Em outras palavras, o futuro da viticultura pode implicar mudanças significativas naquilo que entendemos como os “grandes vinhos” de hoje. Regiões icônicas como a Borgonha, onde a Pinot Noir é cultivada há séculos, podem não ser mais capazes de produzir vinhos como outrora. Mas se considerarmos o conceito de terrior dinâmico, pode ser que em um futuro não muito distante, outras áreas possam produzir Pinot Noir de alta qualidade e complexidade um dia encontrados apenas na Borgonha.
Sem dúvida, nos próximos anos presenciaremos ainda mais mudanças globais e, por consequência, veremos mudanças nas regiões produtoras, nos estilos dos vinhos, e no padrão de consumo - que inclusive já impacta na produção, vide a França gastando 120 milhões de Euros, com aprovação da União Européia, para destruir 30 mil hectares de vinhedos para ajustar-se ao nível de consumo atual.

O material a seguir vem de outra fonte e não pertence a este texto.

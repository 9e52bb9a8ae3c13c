use dioxus::prelude::*;
use rand::rngs::OsRng;

use crate::services::password::{
    generate_passphrase, generate_password, strength, PassphraseOptions, PasswordHistory,
    PasswordOptions, Strength, MAX_LENGTH, MIN_LENGTH,
};
use crate::ui::layout::{Tool, ToolFrame};
use crate::ui::widgets::{checkbox, CopyButton, Panel, BUTTON_CLASS, INPUT_CLASS, SECONDARY_BUTTON_CLASS};
use crate::APP_CONFIG;

#[derive(Clone, Copy, PartialEq, Eq)]
enum Mode {
    Password,
    Passphrase,
}

#[component]
pub fn PasswordPanel() -> Element {
    let default_length = APP_CONFIG
        .get()
        .map(|config| config.default_password_length)
        .unwrap_or(16);

    let mut mode = use_signal(|| Mode::Password);
    let mut options = use_signal(move || PasswordOptions::with_length(default_length));
    let mut phrase = use_signal(PassphraseOptions::default);
    let mut output = use_signal(String::new);
    let mut history = use_signal(PasswordHistory::default);

    let generate = move |_: MouseEvent| {
        let value = match mode() {
            Mode::Password => generate_password(&options.read(), &mut OsRng),
            Mode::Passphrase => generate_passphrase(&phrase.read(), &mut OsRng),
        };
        history.write().push(value.clone());
        output.set(value);
    };

    let current = output();
    let rating = strength(&current);
    let pool_empty = mode() == Mode::Password && options.read().pool().is_empty();
    let opts = *options.read();
    let phrase_opts = phrase.read().clone();

    rsx! {
        ToolFrame { tool: Tool::Password,
            Panel { title: "Generator".to_string(),
                div { class: "flex gap-2 text-xs",
                    button {
                        class: if mode() == Mode::Password { BUTTON_CLASS } else { SECONDARY_BUTTON_CLASS },
                        onclick: move |_| mode.set(Mode::Password),
                        "Password"
                    }
                    button {
                        class: if mode() == Mode::Passphrase { BUTTON_CLASS } else { SECONDARY_BUTTON_CLASS },
                        onclick: move |_| mode.set(Mode::Passphrase),
                        "Passphrase"
                    }
                }

                if mode() == Mode::Password {
                    div { class: "grid gap-2 text-xs md:grid-cols-2",
                        label { class: "flex flex-col gap-1 md:col-span-2",
                            "Length: {opts.length}"
                            input {
                                r#type: "range",
                                min: "{MIN_LENGTH}",
                                max: "{MAX_LENGTH}",
                                value: "{opts.length}",
                                oninput: move |evt| {
                                    if let Ok(length) = evt.value().parse::<usize>() {
                                        options.write().length = length.clamp(MIN_LENGTH, MAX_LENGTH);
                                    }
                                },
                            }
                        }
                        {checkbox("Lowercase (a-z)", opts.lowercase, move |on| options.write().lowercase = on)}
                        {checkbox("Uppercase (A-Z)", opts.uppercase, move |on| options.write().uppercase = on)}
                        {checkbox("Digits (0-9)", opts.digits, move |on| options.write().digits = on)}
                        {checkbox("Symbols", opts.symbols, move |on| options.write().symbols = on)}
                        {checkbox("Exclude look-alikes (il1Lo0O)", opts.exclude_confusing, move |on| options.write().exclude_confusing = on)}
                    }
                } else {
                    div { class: "grid gap-2 text-xs md:grid-cols-2",
                        label { class: "flex flex-col gap-1",
                            "Words"
                            input {
                                class: INPUT_CLASS,
                                r#type: "number",
                                min: "3",
                                max: "10",
                                value: "{phrase_opts.words}",
                                oninput: move |evt| {
                                    if let Ok(words) = evt.value().parse::<usize>() {
                                        phrase.write().words = words.clamp(3, 10);
                                    }
                                },
                            }
                        }
                        label { class: "flex flex-col gap-1",
                            "Separator"
                            input {
                                class: INPUT_CLASS,
                                value: "{phrase_opts.separator}",
                                oninput: move |evt| phrase.write().separator = evt.value(),
                            }
                        }
                        {checkbox("Capitalize words", phrase_opts.capitalize, move |on| phrase.write().capitalize = on)}
                        {checkbox("Append a number", phrase_opts.append_number, move |on| phrase.write().append_number = on)}
                    }
                }

                if pool_empty {
                    p { class: "text-xs text-amber-600", "Select at least one character class." }
                }
                button { class: BUTTON_CLASS, disabled: pool_empty, onclick: generate, "Generate" }

                div { class: "flex items-center gap-2",
                    input { class: "{INPUT_CLASS} font-mono", readonly: true, value: "{current}" }
                    CopyButton { label: "Password".to_string(), text: current.clone() }
                }
                if !current.is_empty() {
                    {strength_meter(rating)}
                }
            }

            Panel {
                title: "History".to_string(),
                subtitle: Some("Kept in memory only; cleared when the page closes.".to_string()),
                if history.read().is_empty() {
                    p { class: "text-xs text-slate-500 italic", "Nothing generated yet." }
                } else {
                    ul { class: "space-y-1",
                        for (index, entry) in history.read().entries().cloned().enumerate() {
                            li { key: "{index}", class: "flex items-center justify-between gap-2 text-xs",
                                span { class: "font-mono break-all", "{entry.value}" }
                                span { class: "rounded px-1.5 text-white {entry.strength.color_class()}", "{entry.strength.label()}" }
                            }
                        }
                    }
                    button { class: SECONDARY_BUTTON_CLASS, onclick: move |_| history.write().clear(), "Clear history" }
                }
            }
        }
    }
}

fn strength_meter(rating: Strength) -> Element {
    let filled = rating.score() as usize + 1;
    let segments: Vec<&'static str> = (0..5)
        .map(|segment| if segment < filled { rating.color_class() } else { "bg-slate-200" })
        .collect();
    rsx! {
        div { class: "space-y-1",
            div { class: "flex gap-1",
                for (index, color) in segments.into_iter().enumerate() {
                    div { key: "{index}", class: "h-1.5 flex-1 rounded {color}" }
                }
            }
            p { class: "text-xs text-slate-600", "Strength: {rating.label()}" }
        }
    }
}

No fim das contas, diante das inevitáveis mudanças, não podemos deixar de ter a curiosidade para degustar, para descobrir nossos rótulos e regiões para, em tempo, podermos compará-los aos clássicos de hoje.
Um abraço e até a próxima edição.
ERRATA: No texto da semana passada utilizamos o termo "aquecimento global" como referência às mudanças no clima que afetam a viticultura. No entanto, gostaria de ressaltar que o termo mais apropriado para entender a complexidade das mudanças é "transformações globais" ou "mudanças climáticas". Pois essas expressões englobam também os eventos extremos que impactam as regiões vinícolas.
A viticultura tradicional encontra-se entre as latitudes 30º e 50º norte e sul. Na faixa norte, por exemplo, encontramos França, Itália, Portugal, Espanha, Estados Unidos. Na sul encontramos Chile, Argentina, Uruguai, Africa do Sul, Austrália e Nova Zelância).